//! Comparator selection and stable sorting of filtered items.
//!
//! The sort dropdown offers a closed set of modes. Each maps to a
//! comparator, and every sort is stable so items that compare equal keep
//! the order they had in the catalog.

use catalog::{FEATURED, IS_NEW, Item};
use serde::{Deserialize, Serialize};
use std::cmp::Ordering;
use std::fmt;
use std::str::FromStr;

use crate::error::ParseModeError;

/// Sort order for a result view.
#[derive(Debug, Clone, Copy, Default, PartialEq, Eq, Hash, Serialize, Deserialize)]
#[serde(rename_all = "kebab-case")]
pub enum SortMode {
    /// Keep catalog order.
    #[default]
    Featured,
    PriceAscending,
    PriceDescending,
    /// Items flagged `isNew` or `featured` first, catalog order otherwise.
    ///
    /// There is no creation timestamp on items, so this is a stable
    /// partition rather than a chronological sort.
    NewestFirst,
}

impl SortMode {
    pub const ALL: [SortMode; 4] = [
        SortMode::Featured,
        SortMode::PriceAscending,
        SortMode::PriceDescending,
        SortMode::NewestFirst,
    ];

    pub fn as_str(self) -> &'static str {
        match self {
            SortMode::Featured => "featured",
            SortMode::PriceAscending => "price-ascending",
            SortMode::PriceDescending => "price-descending",
            SortMode::NewestFirst => "newest-first",
        }
    }
}

impl fmt::Display for SortMode {
    fn fmt(&self, f: &mut fmt::Formatter<'_>) -> fmt::Result {
        f.write_str(self.as_str())
    }
}

impl FromStr for SortMode {
    type Err = ParseModeError;

    fn from_str(s: &str) -> Result<Self, Self::Err> {
        SortMode::ALL
            .into_iter()
            .find(|mode| mode.as_str() == s.trim())
            .ok_or_else(|| ParseModeError {
                kind: "sort",
                value: s.to_string(),
            })
    }
}

/// Sort items in place according to `mode`.
///
/// ## Algorithm
/// - `Featured`: no reordering
/// - `PriceAscending`: by price, items without a price last
/// - `PriceDescending`: exact reverse comparator, so items without a price come first
/// - `NewestFirst`: stable partition on the `isNew` / `featured` flags
///
/// `sort_by` is a stable merge sort, so ties keep their input order in every mode.
pub fn sort_items(items: &mut [&Item], mode: SortMode) {
    match mode {
        SortMode::Featured => {}
        SortMode::PriceAscending => {
            items.sort_by(|a, b| compare_price_ascending(a.price(), b.price()));
        }
        SortMode::PriceDescending => {
            items.sort_by(|a, b| compare_price_ascending(a.price(), b.price()).reverse());
        }
        SortMode::NewestFirst => {
            items.sort_by_key(|item| !is_promoted(item));
        }
    }
}

/// Ascending price order with absent prices after every present one.
///
/// `Item::price` already reports NaN as absent.
fn compare_price_ascending(a: Option<f64>, b: Option<f64>) -> Ordering {
    match (a, b) {
        (Some(x), Some(y)) => x.partial_cmp(&y).unwrap_or(Ordering::Equal),
        (Some(_), None) => Ordering::Less,
        (None, Some(_)) => Ordering::Greater,
        (None, None) => Ordering::Equal,
    }
}

fn is_promoted(item: &Item) -> bool {
    item.flag(IS_NEW) == Some(true) || item.flag(FEATURED) == Some(true)
}

#[cfg(test)]
mod tests {
    use super::*;
    use catalog::{ItemKind, PRICE};

    fn product(id: &str, price: Option<f64>) -> Item {
        let item = Item::new(id, ItemKind::Product);
        match price {
            Some(p) => item.with_number(PRICE, p),
            None => item,
        }
    }

    fn ids(items: &[&Item]) -> Vec<String> {
        items.iter().map(|i| i.id.clone()).collect()
    }

    #[test]
    fn test_parse_sort_mode() {
        assert_eq!("price-ascending".parse::<SortMode>(), Ok(SortMode::PriceAscending));
        assert_eq!(" newest-first ".parse::<SortMode>(), Ok(SortMode::NewestFirst));
        let err = "cheapest".parse::<SortMode>().unwrap_err();
        assert_eq!(err.to_string(), "Unknown sort mode: cheapest");
        for mode in SortMode::ALL {
            assert_eq!(mode.to_string().parse::<SortMode>(), Ok(mode));
        }
    }

    #[test]
    fn test_featured_keeps_order() {
        let a = product("a", Some(3.0));
        let b = product("b", Some(1.0));
        let mut items = vec![&a, &b];
        sort_items(&mut items, SortMode::Featured);
        assert_eq!(ids(&items), vec!["a", "b"]);
    }

    #[test]
    fn test_price_sorts_put_missing_prices_at_ends() {
        let a = product("a", Some(30.0));
        let b = product("b", None);
        let c = product("c", Some(10.0));
        let d = product("d", Some(f64::NAN));

        let mut items = vec![&a, &b, &c, &d];
        sort_items(&mut items, SortMode::PriceAscending);
        assert_eq!(ids(&items), vec!["c", "a", "b", "d"]);

        let mut items = vec![&a, &b, &c, &d];
        sort_items(&mut items, SortMode::PriceDescending);
        assert_eq!(ids(&items), vec!["b", "d", "a", "c"]);
    }

    #[test]
    fn test_price_sort_is_stable() {
        let a = product("a", Some(20.0));
        let b = product("b", Some(10.0));
        let c = product("c", Some(20.0));
        let d = product("d", Some(10.0));

        let mut items = vec![&a, &b, &c, &d];
        sort_items(&mut items, SortMode::PriceAscending);
        assert_eq!(ids(&items), vec!["b", "d", "a", "c"]);

        let mut items = vec![&a, &b, &c, &d];
        sort_items(&mut items, SortMode::PriceDescending);
        assert_eq!(ids(&items), vec!["a", "c", "b", "d"]);
    }

    #[test]
    fn test_newest_first_is_stable_partition() {
        let a = product("a", None);
        let b = product("b", None).with_flag(IS_NEW, true);
        let c = product("c", None).with_flag(IS_NEW, false);
        let d = product("d", None).with_flag(FEATURED, true);

        let mut items = vec![&a, &b, &c, &d];
        sort_items(&mut items, SortMode::NewestFirst);
        assert_eq!(ids(&items), vec!["b", "d", "a", "c"]);
    }
}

■ Work required
Above are the records. Identify each line that contains the word "true".

■ Response below
    item.flag(IS_NEW) == Some(true) || item.flag(FEATURED) == Some(true)
        let b = product("b", None).with_flag(IS_NEW, true);
        let d = product("d", None).with_flag(FEATURED, true);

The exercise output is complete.